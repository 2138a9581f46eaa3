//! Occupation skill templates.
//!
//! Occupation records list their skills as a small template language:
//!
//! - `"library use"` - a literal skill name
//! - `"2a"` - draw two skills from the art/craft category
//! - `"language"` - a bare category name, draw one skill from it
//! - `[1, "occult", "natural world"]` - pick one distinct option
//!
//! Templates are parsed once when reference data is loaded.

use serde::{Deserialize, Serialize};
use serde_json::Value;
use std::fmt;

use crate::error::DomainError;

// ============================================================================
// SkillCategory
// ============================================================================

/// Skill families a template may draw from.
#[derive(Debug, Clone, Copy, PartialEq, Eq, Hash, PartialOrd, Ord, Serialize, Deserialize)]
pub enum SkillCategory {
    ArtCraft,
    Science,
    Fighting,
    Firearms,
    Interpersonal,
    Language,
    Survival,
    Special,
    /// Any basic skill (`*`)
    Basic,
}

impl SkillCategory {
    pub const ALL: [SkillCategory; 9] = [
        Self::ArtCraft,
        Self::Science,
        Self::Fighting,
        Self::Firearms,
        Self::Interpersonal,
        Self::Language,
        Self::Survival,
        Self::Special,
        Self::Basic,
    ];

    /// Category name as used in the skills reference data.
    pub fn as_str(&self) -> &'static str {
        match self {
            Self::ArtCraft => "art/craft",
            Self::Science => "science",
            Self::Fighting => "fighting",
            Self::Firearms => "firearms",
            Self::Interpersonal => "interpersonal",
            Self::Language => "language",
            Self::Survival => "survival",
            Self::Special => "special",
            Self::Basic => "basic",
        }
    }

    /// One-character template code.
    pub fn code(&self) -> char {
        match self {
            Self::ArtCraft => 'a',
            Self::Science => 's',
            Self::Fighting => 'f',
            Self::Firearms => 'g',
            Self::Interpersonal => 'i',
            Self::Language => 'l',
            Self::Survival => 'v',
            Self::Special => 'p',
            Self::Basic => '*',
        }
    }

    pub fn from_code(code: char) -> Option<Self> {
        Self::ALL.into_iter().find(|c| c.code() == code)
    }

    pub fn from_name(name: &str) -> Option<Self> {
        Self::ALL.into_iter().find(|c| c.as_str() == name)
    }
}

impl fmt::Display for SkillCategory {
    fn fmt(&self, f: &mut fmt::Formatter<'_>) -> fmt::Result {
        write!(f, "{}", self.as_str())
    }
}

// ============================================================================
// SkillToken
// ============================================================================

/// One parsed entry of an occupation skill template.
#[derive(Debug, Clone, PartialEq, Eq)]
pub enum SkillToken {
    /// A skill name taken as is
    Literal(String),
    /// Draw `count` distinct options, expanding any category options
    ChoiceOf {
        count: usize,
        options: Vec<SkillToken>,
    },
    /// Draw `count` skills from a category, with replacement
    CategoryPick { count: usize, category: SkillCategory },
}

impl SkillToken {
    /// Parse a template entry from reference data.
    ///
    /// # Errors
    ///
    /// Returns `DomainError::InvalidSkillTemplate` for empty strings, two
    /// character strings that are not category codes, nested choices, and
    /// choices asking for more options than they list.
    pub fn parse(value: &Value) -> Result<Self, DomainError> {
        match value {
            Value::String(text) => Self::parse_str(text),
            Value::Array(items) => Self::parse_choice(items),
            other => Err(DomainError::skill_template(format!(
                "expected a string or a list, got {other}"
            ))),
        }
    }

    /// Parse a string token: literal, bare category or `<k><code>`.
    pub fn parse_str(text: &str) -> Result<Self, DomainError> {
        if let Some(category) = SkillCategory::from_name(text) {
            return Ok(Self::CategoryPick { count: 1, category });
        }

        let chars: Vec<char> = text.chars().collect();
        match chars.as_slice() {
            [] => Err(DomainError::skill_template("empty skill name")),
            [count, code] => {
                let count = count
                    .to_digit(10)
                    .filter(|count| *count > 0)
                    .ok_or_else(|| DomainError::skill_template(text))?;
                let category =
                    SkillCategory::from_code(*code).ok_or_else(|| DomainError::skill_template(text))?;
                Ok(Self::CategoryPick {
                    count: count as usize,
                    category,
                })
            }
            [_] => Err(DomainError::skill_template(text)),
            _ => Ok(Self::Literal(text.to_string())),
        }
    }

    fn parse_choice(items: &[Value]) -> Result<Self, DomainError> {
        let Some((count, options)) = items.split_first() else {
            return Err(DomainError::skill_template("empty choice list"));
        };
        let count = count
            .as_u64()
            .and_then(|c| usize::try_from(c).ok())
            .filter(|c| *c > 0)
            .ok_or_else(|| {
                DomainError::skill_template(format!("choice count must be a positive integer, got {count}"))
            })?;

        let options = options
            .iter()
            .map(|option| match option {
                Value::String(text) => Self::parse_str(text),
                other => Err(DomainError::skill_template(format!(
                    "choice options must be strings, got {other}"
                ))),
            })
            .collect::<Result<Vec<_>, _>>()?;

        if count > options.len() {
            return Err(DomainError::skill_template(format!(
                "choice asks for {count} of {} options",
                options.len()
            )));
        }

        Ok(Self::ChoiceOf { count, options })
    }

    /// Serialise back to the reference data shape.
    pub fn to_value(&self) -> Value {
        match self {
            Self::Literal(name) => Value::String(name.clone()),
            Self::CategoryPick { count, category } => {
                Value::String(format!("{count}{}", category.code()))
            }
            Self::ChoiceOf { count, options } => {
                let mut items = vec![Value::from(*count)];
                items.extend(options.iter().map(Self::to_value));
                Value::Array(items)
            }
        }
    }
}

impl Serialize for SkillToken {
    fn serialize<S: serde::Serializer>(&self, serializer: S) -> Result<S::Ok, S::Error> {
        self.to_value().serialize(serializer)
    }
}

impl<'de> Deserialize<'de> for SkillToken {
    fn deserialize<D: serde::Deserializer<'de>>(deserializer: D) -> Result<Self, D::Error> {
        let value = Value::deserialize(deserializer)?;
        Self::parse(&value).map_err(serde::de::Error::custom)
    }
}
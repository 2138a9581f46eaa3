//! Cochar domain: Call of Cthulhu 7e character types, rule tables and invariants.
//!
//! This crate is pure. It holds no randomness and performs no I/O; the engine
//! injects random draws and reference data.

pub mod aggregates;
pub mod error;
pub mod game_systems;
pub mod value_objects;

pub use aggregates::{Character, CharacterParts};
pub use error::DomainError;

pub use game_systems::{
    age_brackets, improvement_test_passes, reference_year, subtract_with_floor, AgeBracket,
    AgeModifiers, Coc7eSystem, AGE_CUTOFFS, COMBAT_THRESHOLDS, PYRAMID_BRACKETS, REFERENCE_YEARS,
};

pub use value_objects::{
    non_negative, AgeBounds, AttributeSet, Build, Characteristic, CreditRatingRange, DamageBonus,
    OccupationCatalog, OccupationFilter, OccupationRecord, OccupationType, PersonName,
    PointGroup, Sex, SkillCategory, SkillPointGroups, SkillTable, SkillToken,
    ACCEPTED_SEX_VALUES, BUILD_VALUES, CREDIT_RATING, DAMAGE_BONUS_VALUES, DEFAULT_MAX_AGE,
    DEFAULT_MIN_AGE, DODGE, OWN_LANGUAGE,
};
#####
__Task directions__
Among the records, how many lines include the string "aggregates"? State the number and add nothing.

__Answer to this problem__
2